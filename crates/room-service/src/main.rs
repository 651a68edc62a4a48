//! Room Service
//!
//! Entry point for the Huddle room session and membership coordinator.

use room_service::auth::JwtIdentityGate;
use room_service::config::Config;
use room_service::middleware::AuthState;
use room_service::observability::metrics::init_metrics_recorder;
use room_service::repositories::PgRoomRepository;
use room_service::routes::{self, AppState};
use room_service::services::{RandomRoomCodes, RoomCoordinator};
use std::net::SocketAddr;
use std::sync::Arc;
use std::time::Duration;
use tokio::signal;
use tracing::{error, info, warn};
use tracing_subscriber::{layer::SubscriberExt, util::SubscriberInitExt};

#[tokio::main]
async fn main() -> Result<(), Box<dyn std::error::Error>> {
    init_tracing();

    info!("Starting Room Service");

    let config = Config::from_env().map_err(|e| {
        error!("Failed to load configuration: {}", e);
        e
    })?;

    info!(
        bind_address = %config.bind_address,
        conflict_retries = config.conflict_retries,
        code_retries = config.code_retries,
        operation_timeout_ms = config.operation_timeout_ms,
        "Configuration loaded successfully"
    );

    let metrics_handle = init_metrics_recorder().map_err(|e| {
        error!("Failed to install metrics recorder: {}", e);
        e
    })?;

    info!("Connecting to database...");
    let db_url_with_timeout = add_query_timeout(&config.database_url, 5);
    let db_pool = sqlx::postgres::PgPoolOptions::new()
        .max_connections(config.db_max_connections)
        .min_connections(2)
        .acquire_timeout(Duration::from_secs(5))
        .idle_timeout(Duration::from_secs(600))
        .max_lifetime(Duration::from_secs(1800))
        .connect(&db_url_with_timeout)
        .await
        .map_err(|e| {
            error!("Failed to connect to database: {}", e);
            e
        })?;

    info!("Database connection established");

    sqlx::migrate!("../../migrations")
        .run(&db_pool)
        .await
        .map_err(|e| {
            error!("Failed to run migrations: {}", e);
            e
        })?;

    let coordinator = Arc::new(RoomCoordinator::new(
        Arc::new(PgRoomRepository::new(db_pool)),
        Arc::new(RandomRoomCodes::new()),
        config.coordinator_settings(),
    ));
    let state = Arc::new(AppState { coordinator });
    let auth_state = Arc::new(AuthState {
        gate: Arc::new(JwtIdentityGate::new(
            &config.auth_token_secret,
            config.jwt_clock_skew(),
        )),
    });

    let app = routes::build_routes(state, auth_state, metrics_handle);

    let addr: SocketAddr = config.bind_address.parse().map_err(|e| {
        error!("Invalid bind address: {}", e);
        e
    })?;

    info!("Room Service listening on {}", addr);

    let listener = tokio::net::TcpListener::bind(addr).await?;
    axum::serve(listener, app)
        .with_graceful_shutdown(shutdown_signal(config.shutdown_drain_seconds))
        .await?;

    info!("Room Service shutdown complete");

    Ok(())
}

/// `LOG_FORMAT=json` switches to JSON lines.
fn init_tracing() {
    let filter = tracing_subscriber::EnvFilter::try_from_default_env()
        .unwrap_or_else(|_| "room_service=debug,tower_http=debug".into());

    let json = std::env::var("LOG_FORMAT").is_ok_and(|format| format == "json");
    if json {
        tracing_subscriber::registry()
            .with(filter)
            .with(tracing_subscriber::fmt::layer().json())
            .init();
    } else {
        tracing_subscriber::registry()
            .with(filter)
            .with(tracing_subscriber::fmt::layer())
            .init();
    }
}

/// Resolves once SIGINT or SIGTERM arrives and the drain period has passed.
async fn shutdown_signal(drain_secs: u64) {
    let ctrl_c = async {
        match signal::ctrl_c().await {
            Ok(()) => info!("Received SIGINT, starting graceful shutdown..."),
            Err(e) => error!("Failed to listen for SIGINT: {}", e),
        }
    };

    #[cfg(unix)]
    let terminate = async {
        match signal::unix::signal(signal::unix::SignalKind::terminate()) {
            Ok(mut stream) => {
                stream.recv().await;
                info!("Received SIGTERM, starting graceful shutdown...");
            }
            Err(e) => {
                error!("Failed to listen for SIGTERM: {}", e);
                std::future::pending::<()>().await;
            }
        }
    };

    #[cfg(not(unix))]
    let terminate = std::future::pending::<()>();

    tokio::select! {
        _ = ctrl_c => {}
        _ = terminate => {}
    }

    if drain_secs > 0 {
        warn!("Draining connections for {} seconds...", drain_secs);
        tokio::time::sleep(Duration::from_secs(drain_secs)).await;
        info!("Drain period complete");
    } else {
        info!("Skipping drain period (SHUTDOWN_DRAIN_SECONDS=0)");
    }
}

/// Appends a server-side `statement_timeout` to the connection URL.
fn add_query_timeout(url: &str, timeout_secs: u32) -> String {
    let separator = if url.contains('?') { '&' } else { '?' };
    format!("{url}{separator}options=-c%20statement_timeout%3D{timeout_secs}s")
}
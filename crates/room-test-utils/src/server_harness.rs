//! Test server harness for end-to-end tests.
//!
//! Serves the real room router over an [`InMemoryRoomRepository`] so tests
//! can also reach into the store for fault injection.

use common::secret::SecretString;
use metrics_exporter_prometheus::PrometheusBuilder;
use room_service::auth::JwtIdentityGate;
use room_service::middleware::AuthState;
use room_service::repositories::InMemoryRoomRepository;
use room_service::routes::{self, AppState};
use room_service::services::{CoordinatorSettings, RandomRoomCodes, RoomCoordinator};
use std::net::SocketAddr;
use std::sync::Arc;
use std::time::Duration;
use tokio::task::JoinHandle;

use crate::tokens::TEST_TOKEN_SECRET;

/// A room service listening on `127.0.0.1` at a random port.
pub struct TestRoomServer {
    addr: SocketAddr,
    repo: Arc<InMemoryRoomRepository>,
    _handle: JoinHandle<()>,
}

impl TestRoomServer {
    /// Spawn with an empty store and default coordinator settings.
    pub async fn spawn() -> Result<Self, anyhow::Error> {
        Self::spawn_with(
            Arc::new(InMemoryRoomRepository::new()),
            CoordinatorSettings::default(),
        )
        .await
    }

    /// Spawn over a caller-prepared store (profiles, injected faults).
    pub async fn spawn_with(
        repo: Arc<InMemoryRoomRepository>,
        settings: CoordinatorSettings,
    ) -> Result<Self, anyhow::Error> {
        let coordinator = Arc::new(RoomCoordinator::new(
            repo.clone(),
            Arc::new(RandomRoomCodes::new()),
            settings,
        ));
        let state = Arc::new(AppState { coordinator });
        let auth_state = Arc::new(AuthState {
            gate: Arc::new(JwtIdentityGate::new(
                &SecretString::from(TEST_TOKEN_SECRET),
                Duration::from_secs(300),
            )),
        });

        // A detached recorder: the global one can be installed once per process.
        let metrics_handle = PrometheusBuilder::new().build_recorder().handle();

        let app = routes::build_routes(state, auth_state, metrics_handle);

        let listener = tokio::net::TcpListener::bind("127.0.0.1:0")
            .await
            .map_err(|e| anyhow::anyhow!("Failed to bind test server: {}", e))?;
        let addr = listener
            .local_addr()
            .map_err(|e| anyhow::anyhow!("Failed to get local address: {}", e))?;

        let handle = tokio::spawn(async move {
            if let Err(e) = axum::serve(listener, app).await {
                eprintln!("Test server error: {}", e);
            }
        });

        Ok(Self {
            addr,
            repo,
            _handle: handle,
        })
    }

    /// Base URL, e.g. `http://127.0.0.1:41234`.
    pub fn url(&self) -> String {
        format!("http://{}", self.addr)
    }

    pub fn addr(&self) -> SocketAddr {
        self.addr
    }

    /// The store behind the server.
    pub fn repo(&self) -> &Arc<InMemoryRoomRepository> {
        &self.repo
    }
}

impl Drop for TestRoomServer {
    fn drop(&mut self) {
        self._handle.abort();
    }
}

....

**EXERCISE GOAL**
All of the material above should be set down again, unaltered.

**TASK ANSWER**
filename crates/room-service/src/main.rs
repository 651a68edc62a4a48
//! Room Service
//!
//! Entry point for the Huddle room session and membership coordinator.

use room_service::auth::JwtIdentityGate;
use room_service::config::Config;
use room_service::middleware::AuthState;
use room_service::observability::metrics::init_metrics_recorder;
use room_service::repositories::PgRoomRepository;
use room_service::routes::{self, AppState};
use room_service::services::{RandomRoomCodes, RoomCoordinator};
use std::net::SocketAddr;
use std::sync::Arc;
use std::time::Duration;
use tokio::signal;
use tracing::{error, info, warn};
use tracing_subscriber::{layer::SubscriberExt, util::SubscriberInitExt};

#[tokio::main]
async fn main() -> Result<(), Box<dyn std::error::Error>> {
    init_tracing();

    info!("Starting Room Service");

    let config = Config::from_env().map_err(|e| {
        error!("Failed to load configuration: {}", e);
        e
    })?;

    info!(
        bind_address = %config.bind_address,
        conflict_retries = config.conflict_retries,
        code_retries = config.code_retries,
        operation_timeout_ms = config.operation_timeout_ms,
        "Configuration loaded successfully"
    );

    let metrics_handle = init_metrics_recorder().map_err(|e| {
        error!("Failed to install metrics recorder: {}", e);
        e
    })?;

    info!("Connecting to database...");
    let db_url_with_timeout = add_query_timeout(&config.database_url, 5);
    let db_pool = sqlx::postgres::PgPoolOptions::new()
        .max_connections(config.db_max_connections)
        .min_connections(2)
        .acquire_timeout(Duration::from_secs(5))
        .idle_timeout(Duration::from_secs(600))
        .max_lifetime(Duration::from_secs(1800))
        .connect(&db_url_with_timeout)
        .await
        .map_err(|e| {
            error!("Failed to connect to database: {}", e);
            e
        })?;

    info!("Database connection established");

    sqlx::migrate!("../../migrations")
        .run(&db_pool)
        .await
        .map_err(|e| {
            error!("Failed to run migrations: {}", e);
            e
        })?;

    let coordinator = Arc::new(RoomCoordinator::new(
        Arc::new(PgRoomRepository::new(db_pool)),
        Arc::new(RandomRoomCodes::new()),
        config.coordinator_settings(),
    ));
    let state = Arc::new(AppState { coordinator });
    let auth_state = Arc::new(AuthState {
        gate: Arc::new(JwtIdentityGate::new(
            &config.auth_token_secret,
            config.jwt_clock_skew(),
        )),
    });

    let app = routes::build_routes(state, auth_state, metrics_handle);

    let addr: SocketAddr = config.bind_address.parse().map_err(|e| {
        error!("Invalid bind address: {}", e);
        e
    })?;

    info!("Room Service listening on {}", addr);

    let listener = tokio::net::TcpListener::bind(addr).await?;
    axum::serve(listener, app)
        .with_graceful_shutdown(shutdown_signal(config.shutdown_drain_seconds))
        .await?;

    info!("Room Service shutdown complete");

    Ok(())
}

/// `LOG_FORMAT=json` switches to JSON lines.
fn init_tracing() {
    let filter = tracing_subscriber::EnvFilter::try_from_default_env()
        .unwrap_or_else(|_| "room_service=debug,tower_http=debug".into());

    let json = std::env::var("LOG_FORMAT").is_ok_and(|format| format == "json");
    if json {
        tracing_subscriber::registry()
            .with(filter)
            .with(tracing_subscriber::fmt::layer().json())
            .init();
    } else {
        tracing_subscriber::registry()
            .with(filter)
            .with(tracing_subscriber::fmt::layer())
            .init();
    }
}

/// Resolves once SIGINT or SIGTERM arrives and the drain period has passed.
async fn shutdown_signal(drain_secs: u64) {
    let ctrl_c = async {
        match signal::ctrl_c().await {
            Ok(()) => info!("Received SIGINT, starting graceful shutdown..."),
            Err(e) => error!("Failed to listen for SIGINT: {}", e),
        }
    };

    #[cfg(unix)]
    let terminate = async {
        match signal::unix::signal(signal::unix::SignalKind::terminate()) {
            Ok(mut stream) => {
                stream.recv().await;
                info!("Received SIGTERM, starting graceful shutdown...");
            }
            Err(e) => {
                error!("Failed to listen for SIGTERM: {}", e);
                std::future::pending::<()>().await;
            }
        }
    };

    #[cfg(not(unix))]
    let terminate = std::future::pending::<()>();

    tokio::select! {
        _ = ctrl_c => {}
        _ = terminate => {}
    }

    if drain_secs > 0 {
        warn!("Draining connections for {} seconds...", drain_secs);
        tokio::time::sleep(Duration::from_secs(drain_secs)).await;
        info!("Drain period complete");
    } else {
        info!("Skipping drain period (SHUTDOWN_DRAIN_SECONDS=0)");
    }
}

/// Appends a server-side `statement_timeout` to the connection URL.
fn add_query_timeout(url: &str, timeout_secs: u32) -> String {
    let separator = if url.contains('?') { '&' } else { '?' };
    format!("{url}{separator}options=-c%20statement_timeout%3D{timeout_secs}s")
}
filename crates/room-test-utils/src/server_harness.rs
//! Test server harness for end-to-end tests.
//!
//! Serves the real room router over an [`InMemoryRoomRepository`] so tests
//! can also reach into the store for fault injection.

use common::secret::SecretString;
use metrics_exporter_prometheus::PrometheusBuilder;
use room_service::auth::JwtIdentityGate;
use room_service::middleware::AuthState;
use room_service::repositories::InMemoryRoomRepository;
use room_service::routes::{self, AppState};
use room_service::services::{CoordinatorSettings, RandomRoomCodes, RoomCoordinator};
use std::net::SocketAddr;
use std::sync::Arc;
use std::time::Duration;
use tokio::task::JoinHandle;

use crate::tokens::TEST_TOKEN_SECRET;

/// A room service listening on `127.0.0.1` at a random port.
pub struct TestRoomServer {
    addr: SocketAddr,
    repo: Arc<InMemoryRoomRepository>,
    _handle: JoinHandle<()>,
}

impl TestRoomServer {
    /// Spawn with an empty store and default coordinator settings.
    pub async fn spawn() -> Result<Self, anyhow::Error> {
        Self::spawn_with(
            Arc::new(InMemoryRoomRepository::new()),
            CoordinatorSettings::default(),
        )
        .await
    }

    /// Spawn over a caller-prepared store (profiles, injected faults).
    pub async fn spawn_with(
        repo: Arc<InMemoryRoomRepository>,
        settings: CoordinatorSettings,
    ) -> Result<Self, anyhow::Error> {
        let coordinator = Arc::new(RoomCoordinator::new(
            repo.clone(),
            Arc::new(RandomRoomCodes::new()),
            settings,
        ));
        let state = Arc::new(AppState { coordinator });
        let auth_state = Arc::new(AuthState {
            gate: Arc::new(JwtIdentityGate::new(
                &SecretString::from(TEST_TOKEN_SECRET),
                Duration::from_secs(300),
            )),
        });

        // A detached recorder: the global one can be installed once per process.
        let metrics_handle = PrometheusBuilder::new().build_recorder().handle();

        let app = routes::build_routes(state, auth_state, metrics_handle);

        let listener = tokio::net::TcpListener::bind("127.0.0.1:0")
            .await
            .map_err(|e| anyhow::anyhow!("Failed to bind test server: {}", e))?;
        let addr = listener
            .local_addr()
            .map_err(|e| anyhow::anyhow!("Failed to get local address: {}", e))?;

        let handle = tokio::spawn(async move {
            if let Err(e) = axum::serve(listener, app).await {
                eprintln!("Test server error: {}", e);
            }
        });

        Ok(Self {
            addr,
            repo,
            _handle: handle,
        })
    }

    /// Base URL, e.g. `http://127.0.0.1:41234`.
    pub fn url(&self) -> String {
        format!("http://{}", self.addr)
    }

    pub fn addr(&self) -> SocketAddr {
        self.addr
    }

    /// The store behind the server.
    pub fn repo(&self) -> &Arc<InMemoryRoomRepository> {
        &self.repo
    }
}

impl Drop for TestRoomServer {
    fn drop(&mut self) {
        self._handle.abort();
    }
}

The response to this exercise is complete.